Punto nascita di Montevarchi, il Ministero congela la decisione: chiesta nuova documentazione sui tempi di percorrenza
Il Ministero della Salute sospende ogni valutazione sul punto nascita di Montevarchi e apre a un approfondimento istruttorio. Nessuna nuova deroga è stata concessa per ora, ma la decisione finale resta congelata in attesa di ulteriori documenti richiesti alla Regione Toscana.

A comunicarlo è stato il presidente della Regione, Eugenio Giani, dopo la risposta del ministro Orazio Schillaci. “La lettera ci dà un po’ di respiro”, ha dichiarato Giani ai giornalisti.

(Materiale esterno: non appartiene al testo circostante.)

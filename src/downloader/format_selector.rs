// Quality catalog - the fixed menu of yt-dlp format selectors
//
// Every selector is a fallback chain (`merged/single-at-height/anything`) so
// yt-dlp always finds a satisfiable target.

use super::models::QualityProfile;

/// Single-stream 1080p MP4 selector that some sources fail to satisfy
pub const SINGLE_STREAM_1080P_MP4: &str = "best[height<=1080][ext=mp4]";
/// Single-stream 720p MP4 selector that some sources fail to satisfy
pub const SINGLE_STREAM_720P_MP4: &str = "best[height<=720][ext=mp4]";

const FALLBACK_1080P_MP4: &str =
    "bestvideo[height<=1080][ext=mp4]+bestaudio[ext=m4a]/best[height<=1080][ext=mp4]/best[height<=1080]";
const FALLBACK_720P_MP4: &str =
    "bestvideo[height<=720][ext=mp4]+bestaudio[ext=m4a]/best[height<=720][ext=mp4]/best[height<=720]";

const PROFILES: [QualityProfile; 10] = [
    QualityProfile {
        family: "mp4",
        resolution: "720p",
        description: "720p MP4 (recommended)",
        selector: FALLBACK_720P_MP4,
    },
    QualityProfile {
        family: "mp4",
        resolution: "1080p",
        description: "1080p MP4 (Full HD)",
        selector: FALLBACK_1080P_MP4,
    },
    QualityProfile {
        family: "mp4",
        resolution: "1440p",
        description: "1440p MP4 (2K)",
        selector: "bestvideo[height<=1440][ext=mp4]+bestaudio[ext=m4a]/best[height<=1440][ext=mp4]/best[height<=1440]",
    },
    QualityProfile {
        family: "mp4",
        resolution: "2160p",
        description: "2160p MP4 (4K)",
        selector: "bestvideo[height<=2160][ext=mp4]+bestaudio[ext=m4a]/best[height<=2160][ext=mp4]/best[height<=2160]",
    },
    QualityProfile {
        family: "mp4",
        resolution: "480p",
        description: "480p MP4",
        selector: "bestvideo[height<=480][ext=mp4]+bestaudio[ext=m4a]/best[height<=480][ext=mp4]/best[height<=480]",
    },
    QualityProfile {
        family: "mp4",
        resolution: "360p",
        description: "360p MP4",
        selector: "bestvideo[height<=360][ext=mp4]+bestaudio[ext=m4a]/best[height<=360][ext=mp4]/best[height<=360]",
    },
    QualityProfile {
        family: "webm",
        resolution: "720p",
        description: "720p WebM",
        selector: "bestvideo[height<=720][ext=webm]+bestaudio[ext=webm]/best[height<=720][ext=webm]/best[height<=720]",
    },
    QualityProfile {
        family: "webm",
        resolution: "1080p",
        description: "1080p WebM",
        selector: "bestvideo[height<=1080][ext=webm]+bestaudio[ext=webm]/best[height<=1080][ext=webm]/best[height<=1080]",
    },
    QualityProfile {
        family: "mp4",
        resolution: "best",
        description: "Best MP4",
        selector: "bestvideo[ext=mp4]+bestaudio[ext=m4a]/best[ext=mp4]/best",
    },
    QualityProfile {
        family: "any",
        resolution: "best",
        description: "Best quality (any format)",
        selector: "bestvideo+bestaudio/best",
    },
];

/// Static, ordered quality menu
pub struct QualityCatalog;

impl QualityCatalog {
    /// All profiles; menu position N (1-based) is `profiles()[N - 1]`
    pub fn profiles() -> &'static [QualityProfile] {
        &PROFILES
    }

    pub fn default_profile() -> QualityProfile {
        PROFILES[0]
    }

    /// Resolve a 1-based menu choice. Never fails: anything that is not a
    /// valid position gives the default profile.
    pub fn select(choice: &str) -> QualityProfile {
        choice
            .trim()
            .parse::<usize>()
            .ok()
            .and_then(|n| n.checked_sub(1))
            .and_then(|idx| PROFILES.get(idx).copied())
            .unwrap_or_else(Self::default_profile)
    }

    /// Menu lines for `--list-qualities`
    pub fn menu_lines() -> Vec<String> {
        PROFILES
            .iter()
            .enumerate()
            .map(|(i, p)| format!("{} - {}", i + 1, p.description))
            .collect()
    }
}

/// Swap the single-stream 1080p/720p MP4 selectors for their three-tier
/// chain; every other selector passes through untouched.
pub fn upgrade_selector(selector: &str) -> &str {
    match selector {
        SINGLE_STREAM_1080P_MP4 => FALLBACK_1080P_MP4,
        SINGLE_STREAM_720P_MP4 => FALLBACK_720P_MP4,
        other => other,
    }
}

#[cfg(test)]
mod tests {
    use super::*;

    #[test]
    fn test_select_valid_positions() {
        for (i, profile) in QualityCatalog::profiles().iter().enumerate() {
            assert_eq!(QualityCatalog::select(&(i + 1).to_string()), *profile);
        }
        assert_eq!(QualityCatalog::select("2").resolution, "1080p");
        assert_eq!(QualityCatalog::select("10").family, "any");
    }

    #[test]
    fn test_select_invalid_degrades_to_default() {
        let default = QualityCatalog::default_profile();
        for bad in ["0", "11", "-1", "", "abc", "1.5", "99999999999999999999999"] {
            assert_eq!(QualityCatalog::select(bad), default, "choice {:?}", bad);
        }
        assert_eq!(default.resolution, "720p");
        assert_eq!(default.family, "mp4");
    }

    #[test]
    fn test_every_selector_is_a_fallback_chain() {
        for p in QualityCatalog::profiles() {
            assert!(!p.selector.is_empty());
            assert!(p.selector.contains('/'), "{} has no fallback", p.description);
            assert!(p.selector.split('/').all(|tier| !tier.is_empty()));
        }
    }

    #[test]
    fn test_upgrade_selector_rewrites_only_single_stream_presets() {
        assert_eq!(upgrade_selector(SINGLE_STREAM_1080P_MP4), FALLBACK_1080P_MP4);
        assert_eq!(upgrade_selector(SINGLE_STREAM_720P_MP4), FALLBACK_720P_MP4);
        assert_eq!(upgrade_selector("best[height<=480][ext=mp4]"), "best[height<=480][ext=mp4]");
        for p in QualityCatalog::profiles() {
            assert_eq!(upgrade_selector(p.selector), p.selector);
        }
    }

    #[test]
    fn test_menu_lines_are_one_based() {
        let lines = QualityCatalog::menu_lines();
        assert_eq!(lines.len(), 10);
        assert_eq!(lines[0], "1 - 720p MP4 (recommended)");
    }
}
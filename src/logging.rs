// tracing subscriber setup
//
// Logs go to stderr; yt-dlp's progress output owns stdout.

use tracing_subscriber::layer::SubscriberExt;
use tracing_subscriber::util::SubscriberInitExt;
use tracing_subscriber::EnvFilter;

/// Default directive for the given verbosity. `RUST_LOG` wins when set.
pub fn default_directive(debug: bool) -> &'static str {
    if debug {
        "debug"
    } else {
        "info"
    }
}

pub fn init_tracing(debug: bool) {
    let env_filter = EnvFilter::try_from_default_env()
        .unwrap_or_else(|_| EnvFilter::new(default_directive(debug)));

    tracing_subscriber::registry()
        .with(env_filter)
        .with(
            tracing_subscriber::fmt::layer()
                .with_writer(std::io::stderr)
                .with_target(debug)
                .compact(),
        )
        .try_init()
        .ok(); // Ignore error if already initialized
}
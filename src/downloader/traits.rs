// Seams between the batch loop and the outside world

use async_trait::async_trait;
use std::path::Path;

use super::errors::DownloadError;
use super::models::{DownloadRequest, InvocationResult};

/// Runs the external fetcher
#[async_trait]
pub trait ProcessInvoker: Send + Sync {
    /// Name of the invoker (for logging)
    fn name(&self) -> &'static str;

    /// Spawn `executable` with `args`, forward its output, wait for exit.
    /// Failures come back inside the result, never as a panic.
    async fn invoke(&self, executable: &Path, args: &[String]) -> InvocationResult;
}

/// Looks up the human title of a URL
#[async_trait]
pub trait TitleResolver: Send + Sync {
    /// Raw title as reported by the source (unsanitized)
    async fn resolve_title(&self, url: &str) -> Result<String, DownloadError>;
}

/// Post-download hooks (completion signal, history log).
///
/// Implementations swallow their own errors; the batch never sees them.
pub trait DownloadObserver: Send + Sync {
    fn on_downloaded(&self, _request: &DownloadRequest) {}

    fn on_batch_finished(&self, _attempted: usize) {}
}
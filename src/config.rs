// Application configuration (JSON)

use anyhow::{Context, Result};
use serde::{Deserialize, Serialize};
use std::path::{Path, PathBuf};
use tracing::debug;

pub const APP_DIR_NAME: &str = "ytfetch";
pub const CONFIG_FILE_NAME: &str = "config.json";

#[derive(Debug, Clone, PartialEq, Eq, Serialize, Deserialize)]
#[serde(default)]
pub struct AppConfig {
    /// Directory holding the managed yt-dlp binary
    pub tool_dir: PathBuf,
    pub links_file: PathBuf,
    /// `None` = current directory
    pub output_dir: Option<PathBuf>,
    /// Quality menu choice, 1-based
    pub quality: String,
    /// Bitrate menu choice, 0-based
    pub bitrate: String,
    pub subtitle_format: String,
    pub subtitle_languages: Vec<String>,
    pub ffmpeg_location: Option<PathBuf>,
    pub pause_between_secs: u64,
    pub title_timeout_secs: u64,
    pub history_file: PathBuf,
    pub check_updates: bool,
    pub bell: bool,
}

impl Default for AppConfig {
    fn default() -> Self {
        Self {
            tool_dir: PathBuf::from("bin"),
            links_file: PathBuf::from("links.txt"),
            output_dir: None,
            quality: "1".to_string(),
            bitrate: "1".to_string(),
            subtitle_format: "srt".to_string(),
            subtitle_languages: vec!["ru".to_string(), "en".to_string()],
            ffmpeg_location: None,
            pause_between_secs: 2,
            title_timeout_secs: 60,
            history_file: PathBuf::from("download_history.json"),
            check_updates: true,
            bell: true,
        }
    }
}

impl AppConfig {
    /// `<config dir>/ytfetch/config.json`
    pub fn default_path() -> Option<PathBuf> {
        dirs::config_dir().map(|d| d.join(APP_DIR_NAME).join(CONFIG_FILE_NAME))
    }

    /// Load from `path` (or the default location). A missing file yields defaults.
    pub fn load(path: Option<&Path>) -> Result<Self> {
        let path = match path.map(Path::to_path_buf).or_else(Self::default_path) {
            Some(p) => p,
            None => return Ok(Self::default()),
        };
        if !path.exists() {
            debug!("No config at {}, using defaults", path.display());
            return Ok(Self::default());
        }

        let raw = std::fs::read_to_string(&path)
            .with_context(|| format!("Failed to read config {}", path.display()))?;
        let config = serde_json::from_str(&raw)
            .with_context(|| format!("Malformed config {}", path.display()))?;
        debug!("Loaded config from {}", path.display());
        Ok(config)
    }

    pub fn output_dir(&self) -> PathBuf {
        self.output_dir.clone().unwrap_or_else(|| PathBuf::from("."))
    }
}

#[cfg(test)]
mod tests {
    use super::*;

    #[test]
    fn test_missing_file_gives_defaults() {
        let dir = tempfile::tempdir().unwrap();
        let path = dir.path().join("absent.json");
        let config = AppConfig::load(Some(path.as_path())).unwrap();
        assert_eq!(config, AppConfig::default());
        assert_eq!(config.output_dir(), PathBuf::from("."));
    }

    #[test]
    fn test_partial_file_fills_defaults() {
        let dir = tempfile::tempdir().unwrap();
        let path = dir.path().join("config.json");
        std::fs::write(&path, r#"{"quality": "2", "bell": false, "output_dir": "media"}"#).unwrap();

        let config = AppConfig::load(Some(path.as_path())).unwrap();
        assert_eq!(config.quality, "2");
        assert!(!config.bell);
        assert_eq!(config.output_dir(), PathBuf::from("media"));
        assert_eq!(config.tool_dir, PathBuf::from("bin"));
        assert_eq!(config.subtitle_languages, ["ru", "en"]);
    }

    #[test]
    fn test_malformed_file_is_error() {
        let dir = tempfile::tempdir().unwrap();
        let path = dir.path().join("config.json");
        std::fs::write(&path, "{ nope").unwrap();

        let err = AppConfig::load(Some(path.as_path())).unwrap_err();
        assert!(err.to_string().contains("Malformed config"));
    }
}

Il Ministero ha però escluso la possibilità di rivedere al ribasso la soglia minima dei parti annui – attualmente fissata a 500 per i punti nascita di primo livello e 1.000 per quelli di secondo livello – proposta avanzata dalla Regione nei mesi scorsi.

Resta invece aperta la possibilità di valutare le criticità legate alla viabilità tra il Valdarno e l’ospedale di Arezzo. Il Ministero ha chiesto una documentazione dettagliata sui tempi di percorrenza nelle diverse fasce orarie e un’attestazione aggiornata sui tempi di conclusione dei lavori stradali e autostradali in corso.

“È proprio su questo punto che avevamo chiesto la deroga – ha spiegato Giani – e il ministro si è detto disponibile ad approfondire. Forniremo rapidamente tutto il materiale richiesto. L’assessore ai trasporti e alle infrastrutture, Stefano Boni, è già al lavoro”.

Secondo la Regione, dalle zone settentrionali del Valdarno il tragitto verso l’ospedale di Arezzo può arrivare fino a un’ora e mezza. “Nel frattempo – ha aggiunto Giani – ogni valutazione è sospesa” e il punto nascita di Montevarchi continuerà a operare.

Il presidente guarda con fiducia anche ai dati demografici. Nei primi 45 giorni del 2026 all’ospedale di Montevarchi si sono registrati 73 parti. Se il trend fosse confermato, si arriverebbe a circa 570 nascite a fine anno, tornando sopra la soglia dei 500 dopo tre anni.

“È la dimostrazione che per il Valdarno non sono numeri irraggiungibili – ha sottolineato – ma in passato molte coppie hanno scelto di partorire ad Arezzo o a Firenze”.

Sei strutture sotto soglia in Toscana
Nel corso della conferenza stampa è stato fatto anche il punto sui 22 punti nascita attivi in Toscana: sei risultano sotto la soglia dei 500 parti annui.

Tre strutture – Ospedale di Portoferraio, Ospedale San Francesco di Barga e Ospedale del Mugello – operano già in regime di deroga ministeriale, in considerazione dell’isolamento territoriale e delle garanzie di sicurezza offerte. Nel 2025 si sono registrati 103 parti a Portoferraio, 164 a Barga e 295 a Borgo San Lorenzo.

Sotto soglia anche l’Ospedale Alta Val d’Elsa, gli Ospedali Riuniti della Val di Chiana e l’Ospedale Nuovo Valdarno, con rispettivamente 364, 332 e 453 parti nel 2025.

Resta sopra la soglia l’ospedale di Cecina, con 524 parti nel 2025, seppur vicino al limite minimo.

Infine, alle Policlinico Santa Maria alle Scotte, punto nascita di secondo livello, nel 2025 si sono registrati 803 parti, contro la soglia minima di 1.000 prevista per questa tipologia di struttura.